Emily has done a great job of reviewing Snowpiercer and providing some links to get us ready. I thought I’d do the same by sharing links to two “think pieces” on the movie — some heavy reading, actually. I’m not avoiding spoilers, so look away if that sort of thing bothers you.
A Snowpiercer Thinkpiece, Not to Be Taken Too Seriously, But For Very Serious Reasons
Snowpiercer is a truly chilling dystopia, then, because its world is fully self-contained, and sufficient. But the most insane thing about it is that it makes sense. And it crystallizes something firghtening about the psychic geography of late capitalism, a technologically-enhanced state of affairs in which the function of the oppressed masses is less and less to work and be exploited than to be excluded and to suffer. The first world, the movie might seem to argue, works less to provide its citizens with pleasure than to shape their desire by constructing others through their pain, lack, and death. Instead of giving Texans a health care system, for example, late capitalism gives them the illegal immigrant, to hate, to fear, and to dis-identify with.

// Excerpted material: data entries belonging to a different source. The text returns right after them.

//! The `vocab-harvest` binary: extract vocabulary from a page, translate a
//! word, or inspect markup hints.

use std::time::Duration;

use anyhow::Context;
use clap::{Parser, Subcommand};
use tracing_subscriber::EnvFilter;
use vocab_harvest::harvester::{page_hints, Harvester};
use vocab_harvest::prelude::*;

#[derive(Parser)]
#[command(author, version, about, long_about = None)]
struct Cli {
    /// Gemini model name
    #[arg(
        long,
        env = "VOCAB_HARVEST_MODEL",
        default_value = vocab_harvest::config::DEFAULT_MODEL,
        global = true
    )]
    model: String,

    /// Per-call model timeout in seconds
    #[arg(long, default_value_t = 120, global = true)]
    timeout_secs: u64,

    #[command(subcommand)]
    command: Commands,
}

#[derive(Subcommand)]
enum Commands {
    /// Extract taught vocabulary from a page and print it as JSON
    Extract {
        /// Page URL
        url: String,
        /// Source language code, or "auto"
        #[arg(long, default_value = "auto")]
        source: String,
        /// Language of the meanings
        #[arg(long, default_value = "ja")]
        target: String,
        /// Skip the markup-hinted retry
        #[arg(long)]
        no_hints: bool,
    },
    /// Translate a single word
    Translate {
        /// Word or short phrase
        word: String,
        /// Target language code
        #[arg(long, default_value = "ja")]
        target: String,
    },
    /// Print ranked markup hints for a page (no model call)
    Hints {
        /// Page URL
        url: String,
    },
}

#[tokio::main]
async fn main() -> anyhow::Result<()> {
    let cli = Cli::parse();

    // Logs go to stderr so stdout stays machine-readable
    tracing_subscriber::fmt()
        .with_env_filter(
            EnvFilter::try_from_default_env().unwrap_or_else(|_| EnvFilter::new("info")),
        )
        .with_target(false)
        .with_writer(std::io::stderr)
        .init();

    let config = ClientConfig::new()
        .with_model(cli.model)
        .with_timeout(Duration::from_secs(cli.timeout_secs));

    match cli.command {
        Commands::Extract {
            url,
            source,
            target,
            no_hints,
        } => {
            let harvester = Harvester::gemini(config.with_adaptive_retry(!no_hints))?;
            let entries = harvester
                .extract_vocabulary(&url, &source, &target)
                .await
                .map_err(report)?;
            println!("{}", serde_json::to_string_pretty(&entries)?);
        }
        Commands::Translate { word, target } => {
            let harvester = Harvester::gemini(config.with_adaptive_retry(false))?;
            let translated = harvester.translate_word(&word, &target).await.map_err(report)?;
            println!("{translated}");
        }
        Commands::Hints { url } => {
            let hints = page_hints(&url, &config)
                .await
                .context("failed to set up the page fetcher")?;
            if hints.is_empty() {
                tracing::warn!(%url, "no markup hints found");
            }
            println!("{}", serde_json::to_string_pretty(&hints)?);
        }
    }

    Ok(())
}

/// Attaches the end-user sentence to pipeline failures.
fn report(error: Error) -> anyhow::Error {
    match &error {
        Error::Extraction(inner) => {
            let message = inner.user_message();
            anyhow::Error::new(error).context(message)
        }
        _ => anyhow::Error::new(error),
    }
}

Prisons do more and more of the system-maintaining work that was once done by schools and hospitals: instead of giving us something to want, they give us something to fear, hate, and kill. And so, we eat ourselves.
Capitalism’s genius is its ability to co-opt every attempt at resistance; every revolution is engineered within the system, with the permission of the system, according to terms defined by the system. Which is why the exploitative conditions of capitalism–its visceral and mundane horrors–have persisted for so very long: they seem to be driven by a “sacred engine” which will run perfectly forever.